#### Provided entries:
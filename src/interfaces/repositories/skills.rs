use std::sync::Arc;

use crate::constants::SKILLS_SLOT;
use crate::entities::skill::Skill;

use super::store::{SlotStore, SlotStoreExt};

/// Collection rules for the skill list.
pub trait SkillRepository: Send + Sync {
    /// All skills in display order (append order).
    fn list(&self) -> Vec<Skill>;

    /// Natural-key upsert: a skill whose name matches an existing one
    /// replaces it at its current position, otherwise it is appended.
    fn save(&self, skill: Skill) -> Skill;

    /// Removes the skill with the given name; unknown names are a no-op.
    fn delete(&self, name: &str);
}

/// Store-backed repository over the `admin-skills` slot.
pub struct StoreSkillRepo {
    store: Arc<dyn SlotStore>,
}

impl StoreSkillRepo {
    pub fn new(store: Arc<dyn SlotStore>) -> Self {
        StoreSkillRepo { store }
    }
}

impl SkillRepository for StoreSkillRepo {
    fn list(&self) -> Vec<Skill> {
        self.store.get(SKILLS_SLOT).unwrap_or_default()
    }

    fn save(&self, skill: Skill) -> Skill {
        self.store.update::<Vec<Skill>>(SKILLS_SLOT, |current| {
            let mut skills = current.unwrap_or_default();
            match skills.iter_mut().find(|s| s.name == skill.name) {
                Some(slot) => *slot = skill.clone(),
                None => skills.push(skill.clone()),
            }
            skills
        });
        tracing::debug!("Saved skill '{}'", skill.name);
        skill
    }

    fn delete(&self, name: &str) {
        self.store.update::<Vec<Skill>>(SKILLS_SLOT, |current| {
            let mut skills = current.unwrap_or_default();
            skills.retain(|s| s.name != name);
            skills
        });
        tracing::debug!("Deleted skill '{}'", name);
    }
}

#### What is being asked:
Transcribe each line of the listing exactly.

#### Written reply:
filename src/interfaces/repositories/skills.rs
use std::sync::Arc;

use crate::constants::SKILLS_SLOT;
use crate::entities::skill::Skill;

use super::store::{SlotStore, SlotStoreExt};

/// Collection rules for the skill list.
pub trait SkillRepository: Send + Sync {
    /// All skills in display order (append order).
    fn list(&self) -> Vec<Skill>;

    /// Natural-key upsert: a skill whose name matches an existing one
    /// replaces it at its current position, otherwise it is appended.
    fn save(&self, skill: Skill) -> Skill;

    /// Removes the skill with the given name; unknown names are a no-op.
    fn delete(&self, name: &str);
}

/// Store-backed repository over the `admin-skills` slot.
pub struct StoreSkillRepo {
    store: Arc<dyn SlotStore>,
}

impl StoreSkillRepo {
    pub fn new(store: Arc<dyn SlotStore>) -> Self {
        StoreSkillRepo { store }
    }
}

impl SkillRepository for StoreSkillRepo {
    fn list(&self) -> Vec<Skill> {
        self.store.get(SKILLS_SLOT).unwrap_or_default()
    }

    fn save(&self, skill: Skill) -> Skill {
        self.store.update::<Vec<Skill>>(SKILLS_SLOT, |current| {
            let mut skills = current.unwrap_or_default();
            match skills.iter_mut().find(|s| s.name == skill.name) {
                Some(slot) => *slot = skill.clone(),
                None => skills.push(skill.clone()),
            }
            skills
        });
        tracing::debug!("Saved skill '{}'", skill.name);
        skill
    }

    fn delete(&self, name: &str) {
        self.store.update::<Vec<Skill>>(SKILLS_SLOT, |current| {
            let mut skills = current.unwrap_or_default();
            skills.retain(|s| s.name != name);
            skills
        });
        tracing::debug!("Deleted skill '{}'", name);
    }
}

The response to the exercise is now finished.